There remain some important difficulties faced by DAT. For instance, current quantifications of neural oscillations are oversimplification of brain activity (Cole & Voytek, 2017), an issue raised early on by seminal electroencephalogram work (Jasper, 1948). In short, oscillations are not regular sinusoids but triangular-shaped, an important detail for time research. In addition, recent work suggests that neural oscillations do not show strong stationarity but rather bursting profiles (S. R. Jones, 2016), which may nevertheless fit the proposal of a metric system attuned to environmental rhythms. Yet, and consistent with Jones’s proposal, entrained oscillations can show nonstationarity of their phase response, driving the awareness of event order in a sequence (Kösem et al., 2014), suggesting that an endogenous temporal architecture can maintain and tune its properties despite varying exogenous event structures (van Wassenhove, 2016). Also consistent with Jones’s proposal is the observation that time is implicit to all tasks as temporal statics are automatically coded in the brain likely driven by oscillatory activity (Cravo et al., 2011; Herbst et al., 2018; Herbst & Obleser, 2019).

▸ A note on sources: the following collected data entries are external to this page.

//! Predictive chunk loading.
//!
//! [`IntentPredictor`] turns movement samples into per-subject chunk
//! predictions, [`ByteBoundedCache`] keeps recently used chunks decoded in
//! memory, and [`PrefetchEngine`] connects the two to the storage stack with
//! a small worker pool.

mod cache;
mod engine;
mod predictor;

pub use cache::{ByteBoundedCache, ChunkCache};
pub use engine::{PrefetchConfig, PrefetchEngine, PrefetchStatus};
pub use predictor::{Intent, IntentPredictor, MovementMode, PredictorConfig, SubjectId};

Considering that Time Will Tell provides a very rich and detailed account of the importance of the time dimension as a foundational structuring dimension of the mind, the section summaries that pace each chapter provide an extremely limpid and helpful thread throughout the book. In light of this richness, the absence of seminal work (Pöppel, 1972, 1997) on the importance of neural oscillations in timing is perhaps regrettable insofar as theoretical (dis)similarities could have been helpful to the reader. Those who do not consider cyclic time as a sine qua non condition for brain functions may be convinced otherwise or fed with specifics to argument against. Conversely, those already convinced by the foundational importance of cyclic time in biology will realize that a lot of work remains to be achieved to counteract some of the simplifying assumptions in the field. In sum, Time Will Tell provides intellectual openness with no sacrificing of a clear theoretical positioning, which will surely feed much-needed empirical work on the complex issue of time of the mind. Of course, only Time Will Tell.